The Nobel Committee announced yesterday that this year’s Peace Prize is going to the Organization for the Prohibition of Chemical Weapons, one of many significant international institutions critical to averting the escalation of war, promoting alternatives to military conflict and building a world free of the most dangerous weapons. The committee’s choice this year is similar to its 2005 selection of the International Atomic Energy Agency and its director, Mohammed El-Baradei, of whom we wrote at the time: “One can think of no more deserving winner of a prize for peace than a man who exemplified a clear, sensible, sane alternative to war.” The same could be said of the OPCW today. The sixteen-year-old group ordinarily operates below the radar but has achieved new prominence due to the resurgence of diplomatic efforts to resolve the conflict in Syria—efforts this magazine has fervently supported.
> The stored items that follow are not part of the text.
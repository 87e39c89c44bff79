// page presentation configuration

use super::types::SectionKind;
use serde::{Deserialize, Serialize};

/// static text and labels that surround the release cards
#[derive(Debug, Clone, PartialEq, Eq, Serialize, Deserialize)]
#[serde(default)]
pub struct PageConfig {
    /// top-level page title (default: "Changelog")
    pub title: String,

    /// line shown under the title
    pub subtitle: String,

    /// note shown after the last card
    pub footer: String,

    /// prefix section headings with their icon
    pub show_icons: bool,

    pub features_heading: String,
    pub improvements_heading: String,
    pub bug_fixes_heading: String,
}

impl PageConfig {
    /// create a new configuration with defaults
    pub fn new() -> Self {
        Self::default()
    }

    pub fn title(mut self, title: impl Into<String>) -> Self {
        self.title = title.into();
        self
    }

    pub fn subtitle(mut self, subtitle: impl Into<String>) -> Self {
        self.subtitle = subtitle.into();
        self
    }

    pub fn footer(mut self, footer: impl Into<String>) -> Self {
        self.footer = footer.into();
        self
    }

    pub fn show_icons(mut self, show: bool) -> Self {
        self.show_icons = show;
        self
    }

    pub fn heading(mut self, kind: SectionKind, heading: impl Into<String>) -> Self {
        let heading = heading.into();
        match kind {
            SectionKind::Features => self.features_heading = heading,
            SectionKind::Improvements => self.improvements_heading = heading,
            SectionKind::BugFixes => self.bug_fixes_heading = heading,
        }
        self
    }

    /// configured heading text for a section kind
    pub fn heading_for(&self, kind: SectionKind) -> &str {
        match kind {
            SectionKind::Features => &self.features_heading,
            SectionKind::Improvements => &self.improvements_heading,
            SectionKind::BugFixes => &self.bug_fixes_heading,
        }
    }
}

impl Default for PageConfig {
    fn default() -> Self {
        Self {
            title: "Changelog".to_string(),
            subtitle: "Stay up to date with the latest features and improvements".to_string(),
            footer: "For more information about each release, visit our documentation or contact support."
                .to_string(),
            show_icons: true,
            features_heading: SectionKind::Features.default_heading().to_string(),
            improvements_heading: SectionKind::Improvements.default_heading().to_string(),
            bug_fixes_heading: SectionKind::BugFixes.default_heading().to_string(),
        }
    }
}

#[cfg(test)]
mod tests {
    use super::*;

    #[test]
    fn test_default_headings() {
        let config = PageConfig::default();
        assert_eq!(config.heading_for(SectionKind::Features), "New Features");
        assert_eq!(config.heading_for(SectionKind::Improvements), "Improvements");
        assert_eq!(config.heading_for(SectionKind::BugFixes), "Bug Fixes");
    }

    #[test]
    fn test_partial_toml_keeps_defaults() {
        let config: PageConfig = toml::from_str(
            r#"
            title = "Release Notes"
            show_icons = false
        "#,
        )
        .unwrap();

        assert_eq!(config.title, "Release Notes");
        assert!(!config.show_icons);
        assert_eq!(config.footer, PageConfig::default().footer);
    }

    #[test]
    fn test_builder_overrides_heading() {
        let config = PageConfig::new().heading(SectionKind::BugFixes, "Fixes");
        assert_eq!(config.heading_for(SectionKind::BugFixes), "Fixes");
    }
}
Since the first prize was awarded in 1901, The Nation has published the writings of over a dozen Nobel Peace Prize winners. Our most famous Prize-winning writer was also, for a time, our most regular: from 1961 through 1966, Dr. Martin Luther King Jr. published annual reports on the civil rights movement in The Nation, some of which can be read here. Other Nobel contributions include several by Sir Norman Angell, British co-founder of the anti-militarist Union for Democratic Control (“Leftism in the Atomic Age,” 5/11/1946); an early book review by Elie Wiesel (“From Exile to Exile,” (4/25/1966); and an article by former West German Chancellor Willy Brandt about the perception of the US by the world (“A Revolutionary Republic,” 3/22/1986). More recent Prize-winning contributors included former President of the Soviet Union Mikhail Gorbachev on the failures of his successor, Boris Yeltsin, and last year’s Comment by three Nobel laureates—Archbishop Desmond Tutu, Mairead Maguire and Adolfo Pérez Esquivel—on what they called the “persecution” faced by Bradley (now Chelsea) Manning at the hands of the US government.

In 1946, The Nation had the honor of seeing a former staff editor win the Peace Prize when Emily Greene Balch, who helped run the magazine’s International Relations Supplement from 1918–19, was honored for her work with the Women’s International League for Peace and Freedom, founded in 1915 to build grassroots support against the World War. Balch shared the Prize with YMCA leader John Raleigh Mott.

After becoming one of the first graduates of Bryn Mawr College, Balch studied sociology and economics in Europe. In 1891, at just 24 years old, Balch made her first contribution to The Nation in a long and rigorous dispatch about a new law in France aimed at eliminating regressive property taxes.

Let it be added that the two chief promoters of this reform stand for constituencies which will henceforward have heavier tax-bills to meet, and which may not appreciate the honorable disinterestedness and public spirit of their representatives. But at least these gentlemen and all who have joined in the good work may feel that they have taken their part in freeing France not only from a material cause of distress, but from a reproach to her honor and her justice.

After returning to the United States, Balch joined the faculty of Wellesley College and became a professor of sociology and economics in 1913. When hostilities broke out in Europe the following year, Balch immersed herself in the pacifist effort to keep the United States out of the war, helping to found the WILPF—another prominent leader of which, Jane Addams, would win the Nobel Peace Prize in 1931.

After Wellesley terminated her professorship in 1918 due to her vociferous antiwar activism, The Nation’s pacifist editor Oswald Garrison Villard immediately hired Balch to help reinvigorate the magazine as the standard-bearer of American liberalism and to publicize the antiwar cause.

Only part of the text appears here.